Early Onset Scoliosis Surgery
When is this procedure indicated?
Surgery to correct Early Onset Scoliosis is generally indicated in presence of a primary curve greater than a Cobb angle of 40° or in case of rapidly progressive curves which are not responsive to the conservative treatment . The procedure is also indicated in presence of a reduced respiratory capacity or alterations of lung function.
How is it performed?
The surgical procedures are performed under general anaesthesia, in prone position, with spinal cord monitoring of somatosensory and motor evoked potentials. A dedicated instrumentation is used to provide the correction of the deformity. The implants positioning may be performed, free hand, under fluoscopic giudance or in specific case under CT guidance. Finally bone grafts, augmented by biologic or synthetic bone per surgeon preference, are placed in a specific area of the spine in order to obtain there a solid fusion. For the anterior approaches the procedure requires general anaesthesia and it is performed in laterl position with a mini-invasive approach to the spine. Also in these cases spinal cord monitoring and PESS and PEM are highly recommended.
After scoliosis surgery, patients are in most cases transferred to a surgical intensive care unit or surgical step-down unit. Pain management consists of long-acting intravenous pain medication. Surgical drains are placed and remain until 24 hours post-surgery. Patients are expected to ambulate on postoperative day 1 or 2 at surgeon preference, with or without a post-operative brace. Patients are able to come back home in 5-7 days and to school after 2-4 weeks. For about 4 months sport and strong phisical activity are discouraged. In specific cases a postoperative rehabilitation period (7-20 days) is reccomended. The TGR techniques need multiple re-operations to follow the growth of the spine (every 6-8 months): this negative aspect is partially reduced with other techniques such as Magnetically controlled Growing Rods or Guided Growth Implants. Usually at the end of puberty the final spinal fusion is recommended.

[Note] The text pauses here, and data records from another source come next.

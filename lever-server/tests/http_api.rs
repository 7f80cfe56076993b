//! Route behavior over in-memory storage

mod common;

use std::sync::Arc;
use std::time::Duration;

use async_trait::async_trait;
use axum::http::StatusCode;
use axum_test::TestServer;
use lever_core::{
    Coordinator, EpsilonGreedy, MemoryExpiryIndex, MemoryRecordStore, Origin, RecordStore, Result,
    Selection, SelectionId, SelectionStream, Stats, SweepReport,
};
use lever_server::http::SelectArmResponse;
use lever_server::{AppState, ErrorResponse, create_router};
use serde_json::json;

/// Store whose resolves commit, then stall before returning
struct StallingStore {
    inner: MemoryRecordStore,
    stall: Duration,
}

#[async_trait]
impl RecordStore for StallingStore {
    async fn create(&self, selection: &Selection) -> Result<()> {
        self.inner.create(selection).await
    }

    async fn get(&self, id: SelectionId) -> Result<Selection> {
        self.inner.get(id).await
    }

    async fn compare_and_resolve(
        &self,
        id: SelectionId,
        expected_arm: usize,
        reward: f64,
        origin: Origin,
    ) -> Result<Selection> {
        let prior = self
            .inner
            .compare_and_resolve(id, expected_arm, reward, origin)
            .await?;
        tokio::time::sleep(self.stall).await;
        Ok(prior)
    }

    async fn scan_all(&self) -> Result<SelectionStream> {
        self.inner.scan_all().await
    }

    async fn count(&self) -> Result<u64> {
        self.inner.count().await
    }
}

#[tokio::test]
async fn select_then_update_moves_stats() {
    let server = common::test_server(common::coordinator());

    let response = server.get("/select-arm").await;
    response.assert_status_ok();
    let selected: SelectArmResponse = response.json();
    assert_eq!(selected.arm, 0);
    assert_eq!(selected.feature, "red");

    let response = server
        .post("/update-arm")
        .json(&json!({ "arm_id": selected.arm_id.to_string(), "arm": 0, "reward": 1.0 }))
        .await;
    response.assert_status_ok();
    response.assert_json(&json!({ "ok": true }));

    let stats: Stats = server.get("/stats").await.json();
    assert_eq!(stats.counts, vec![1, 0, 0]);
    assert_eq!(stats.rewards, vec![1.0, 0.0, 0.0]);
    assert_eq!(stats.features, vec!["red", "green", "blue"]);
}

#[tokio::test]
async fn second_update_is_bad_request() {
    let server = common::test_server(common::coordinator());
    let selected: SelectArmResponse = server.get("/select-arm").await.json();
    let body = json!({ "arm_id": selected.arm_id.to_string(), "arm": 0, "reward": 0.5 });

    server.post("/update-arm").json(&body).await.assert_status_ok();
    let response = server.post("/update-arm").json(&body).await;

    response.assert_status(StatusCode::BAD_REQUEST);
    let error: ErrorResponse = response.json();
    assert_eq!(error.code, "ALREADY_RESOLVED");

    let stats: Stats = server.get("/stats").await.json();
    assert_eq!(stats.counts, vec![1, 0, 0]);
}

#[tokio::test]
async fn update_rejections_map_to_codes() {
    let server = common::test_server(common::coordinator());
    let selected: SelectArmResponse = server.get("/select-arm").await.json();
    let id = selected.arm_id.to_string();

    let cases = [
        (json!({ "arm_id": id, "arm": 1, "reward": 1.0 }), "ARM_MISMATCH"),
        (json!({ "arm_id": id, "arm": 0, "reward": 1.5 }), "OUT_OF_RANGE"),
        (json!({ "arm_id": id, "arm": 3, "reward": 1.0 }), "VALIDATION"),
        (json!({ "arm_id": id, "arm": -1, "reward": 1.0 }), "VALIDATION"),
        (json!({ "arm_id": "not-a-uuid", "arm": 0, "reward": 1.0 }), "VALIDATION"),
        (json!({ "arm": 0 }), "VALIDATION"),
        (
            json!({ "arm_id": "0191d3a4-0000-7000-8000-000000000000", "arm": 0, "reward": 1.0 }),
            "NOT_FOUND",
        ),
    ];

    for (body, code) in cases {
        let response = server.post("/update-arm").json(&body).await;
        response.assert_status(StatusCode::BAD_REQUEST);
        let error: ErrorResponse = response.json();
        assert_eq!(error.code, code, "body {body}");
    }

    let stats: Stats = server.get("/stats").await.json();
    assert_eq!(stats.counts, vec![0, 0, 0]);
}

#[tokio::test]
async fn logs_reports_done() {
    let server = common::test_server(common::coordinator());
    server.get("/select-arm").await.assert_status_ok();

    let response = server.get("/logs").await;

    response.assert_status_ok();
    response.assert_json(&json!("done"));
}

#[tokio::test]
async fn manual_sweep_resolves_pending() {
    let coordinator = common::coordinator();
    let server = common::test_server(coordinator.clone());
    server.get("/select-arm").await.assert_status_ok();
    server.get("/select-arm").await.assert_status_ok();

    let report: SweepReport = server.post("/sweep").await.json();

    assert_eq!(report.resolved, 2);
    assert!(!report.skipped);
    assert_eq!(coordinator.stats().counts, vec![2, 0, 0]);
}

#[tokio::test]
async fn health_counts_records_and_pending() {
    let server = common::test_server(common::coordinator());
    let selected: SelectArmResponse = server.get("/select-arm").await.json();
    server.get("/select-arm").await.assert_status_ok();
    server
        .post("/update-arm")
        .json(&json!({ "arm_id": selected.arm_id.to_string(), "arm": 0, "reward": 0.0 }))
        .await
        .assert_status_ok();

    let health: lever_server::http::HealthResponse = server.get("/api/health").await.json();

    assert_eq!(health.records, 2);
    assert_eq!(health.pending, 1);
}

#[tokio::test]
async fn timed_out_update_still_reaches_strategy() {
    let coordinator = Arc::new(
        Coordinator::new(
            Arc::new(EpsilonGreedy::new(3, 0.0).unwrap()),
            Arc::new(StallingStore {
                inner: MemoryRecordStore::new(),
                stall: Duration::from_millis(200),
            }),
            Arc::new(MemoryExpiryIndex::new()),
            common::FEATURES.iter().map(|f| f.to_string()).collect(),
        )
        .unwrap(),
    );
    let state = Arc::new(AppState::new(coordinator.clone(), chrono::Duration::zero()));
    let server = TestServer::new(create_router(state, Duration::from_millis(50))).unwrap();
    let selected: SelectArmResponse = server.get("/select-arm").await.json();

    let response = server
        .post("/update-arm")
        .json(&json!({ "arm_id": selected.arm_id.to_string(), "arm": 0, "reward": 1.0 }))
        .await;
    response.assert_status(StatusCode::REQUEST_TIMEOUT);

    tokio::time::sleep(Duration::from_millis(500)).await;
    assert_eq!(coordinator.stats().counts, vec![1, 0, 0]);
}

The most fearful short-term complications after surgical treatment of scoliosis are neurological ones, ranging from the temporary loss of skin sensitivity, to weakness or loss of strength in the feet or legs, up to paralysis. Other possible complications are postoperative anemia that sometimes needs blood transfusion, persistent postoperative pain, superficial or deep infections, skin breakthrough. Pulmonary, intestinal or thromboembolism complications may rarely occur. The underlying etiology of the secondary scoliosis may increase the risk of complications
In some cases, there is an increased incidence of back pain, loss of flexibility with limited range of motion, and loss of strength in the muscles surrounding the spine. Possible long-term complications may involve the instrumentation used for fixation, for its breakage or loosening, or for a late deep infection.